Give back the data below exactly, with every line kept the same.

:::

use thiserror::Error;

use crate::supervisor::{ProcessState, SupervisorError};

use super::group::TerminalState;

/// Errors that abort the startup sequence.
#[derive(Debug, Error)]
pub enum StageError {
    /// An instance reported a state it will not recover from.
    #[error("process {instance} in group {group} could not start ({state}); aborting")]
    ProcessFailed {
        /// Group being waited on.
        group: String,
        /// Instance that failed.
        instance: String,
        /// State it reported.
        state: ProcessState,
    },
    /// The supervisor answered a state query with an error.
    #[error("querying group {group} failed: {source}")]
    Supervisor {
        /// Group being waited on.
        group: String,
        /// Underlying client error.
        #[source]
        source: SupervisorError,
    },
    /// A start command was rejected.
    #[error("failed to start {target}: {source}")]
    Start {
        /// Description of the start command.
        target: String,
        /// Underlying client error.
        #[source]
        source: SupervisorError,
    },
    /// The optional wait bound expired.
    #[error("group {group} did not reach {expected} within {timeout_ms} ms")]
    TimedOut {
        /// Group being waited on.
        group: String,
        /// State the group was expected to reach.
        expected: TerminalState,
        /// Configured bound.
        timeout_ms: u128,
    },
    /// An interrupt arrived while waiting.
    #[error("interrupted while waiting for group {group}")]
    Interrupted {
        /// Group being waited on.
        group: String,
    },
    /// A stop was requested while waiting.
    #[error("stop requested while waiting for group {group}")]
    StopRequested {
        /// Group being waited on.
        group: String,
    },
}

:::

**Result of this exercise:**
use thiserror::Error;

use crate::supervisor::{ProcessState, SupervisorError};

use super::group::TerminalState;

/// Errors that abort the startup sequence.
#[derive(Debug, Error)]
pub enum StageError {
    /// An instance reported a state it will not recover from.
    #[error("process {instance} in group {group} could not start ({state}); aborting")]
    ProcessFailed {
        /// Group being waited on.
        group: String,
        /// Instance that failed.
        instance: String,
        /// State it reported.
        state: ProcessState,
    },
    /// The supervisor answered a state query with an error.
    #[error("querying group {group} failed: {source}")]
    Supervisor {
        /// Group being waited on.
        group: String,
        /// Underlying client error.
        #[source]
        source: SupervisorError,
    },
    /// A start command was rejected.
    #[error("failed to start {target}: {source}")]
    Start {
        /// Description of the start command.
        target: String,
        /// Underlying client error.
        #[source]
        source: SupervisorError,
    },
    /// The optional wait bound expired.
    #[error("group {group} did not reach {expected} within {timeout_ms} ms")]
    TimedOut {
        /// Group being waited on.
        group: String,
        /// State the group was expected to reach.
        expected: TerminalState,
        /// Configured bound.
        timeout_ms: u128,
    },
    /// An interrupt arrived while waiting.
    #[error("interrupted while waiting for group {group}")]
    Interrupted {
        /// Group being waited on.
        group: String,
    },
    /// A stop was requested while waiting.
    #[error("stop requested while waiting for group {group}")]
    StopRequested {
        /// Group being waited on.
        group: String,
    },
}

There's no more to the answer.